== WHAT YOU NEED TO DO ==
Retype the line containing "# Data Flow" and each later line through the end of the listing, exactly as written, with no other lines.

== RECORD EXCERPTS ==
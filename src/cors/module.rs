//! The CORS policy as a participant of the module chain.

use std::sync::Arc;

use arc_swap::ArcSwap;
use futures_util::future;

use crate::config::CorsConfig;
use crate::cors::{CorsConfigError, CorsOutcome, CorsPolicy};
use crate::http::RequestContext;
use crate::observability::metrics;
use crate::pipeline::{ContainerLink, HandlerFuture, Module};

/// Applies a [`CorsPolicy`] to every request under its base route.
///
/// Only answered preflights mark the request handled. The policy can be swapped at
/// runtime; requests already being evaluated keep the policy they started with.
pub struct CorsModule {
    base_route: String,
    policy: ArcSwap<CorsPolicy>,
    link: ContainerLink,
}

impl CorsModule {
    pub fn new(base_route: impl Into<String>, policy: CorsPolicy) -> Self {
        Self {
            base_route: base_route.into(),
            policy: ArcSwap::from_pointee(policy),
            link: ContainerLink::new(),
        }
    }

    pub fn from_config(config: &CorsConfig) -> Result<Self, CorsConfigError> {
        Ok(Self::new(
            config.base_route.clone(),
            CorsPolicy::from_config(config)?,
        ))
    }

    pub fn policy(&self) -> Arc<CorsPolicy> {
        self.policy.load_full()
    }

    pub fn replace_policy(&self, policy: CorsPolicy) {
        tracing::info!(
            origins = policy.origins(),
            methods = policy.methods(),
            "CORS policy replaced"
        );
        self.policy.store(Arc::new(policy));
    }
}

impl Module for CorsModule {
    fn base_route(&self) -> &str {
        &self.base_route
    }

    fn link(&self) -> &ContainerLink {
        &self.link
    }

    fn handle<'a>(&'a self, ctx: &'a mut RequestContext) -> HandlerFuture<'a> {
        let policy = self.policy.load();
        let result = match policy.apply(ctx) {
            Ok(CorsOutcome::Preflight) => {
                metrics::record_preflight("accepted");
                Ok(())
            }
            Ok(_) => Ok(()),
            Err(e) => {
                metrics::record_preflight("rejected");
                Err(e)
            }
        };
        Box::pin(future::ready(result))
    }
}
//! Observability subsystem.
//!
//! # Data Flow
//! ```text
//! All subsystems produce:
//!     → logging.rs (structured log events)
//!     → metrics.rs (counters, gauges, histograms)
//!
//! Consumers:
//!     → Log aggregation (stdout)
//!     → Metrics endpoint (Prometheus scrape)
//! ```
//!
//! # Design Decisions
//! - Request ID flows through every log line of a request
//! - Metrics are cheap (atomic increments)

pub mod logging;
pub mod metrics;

== YOUR SOLUTION ==
//! # Data Flow
//! ```text
//! All subsystems produce:
//!     → logging.rs (structured log events)
//!     → metrics.rs (counters, gauges, histograms)
//!
//! Consumers:
//!     → Log aggregation (stdout)
//!     → Metrics endpoint (Prometheus scrape)
//! ```
//!
//! # Design Decisions
//! - Request ID flows through every log line of a request
//! - Metrics are cheap (atomic increments)

pub mod logging;
pub mod metrics;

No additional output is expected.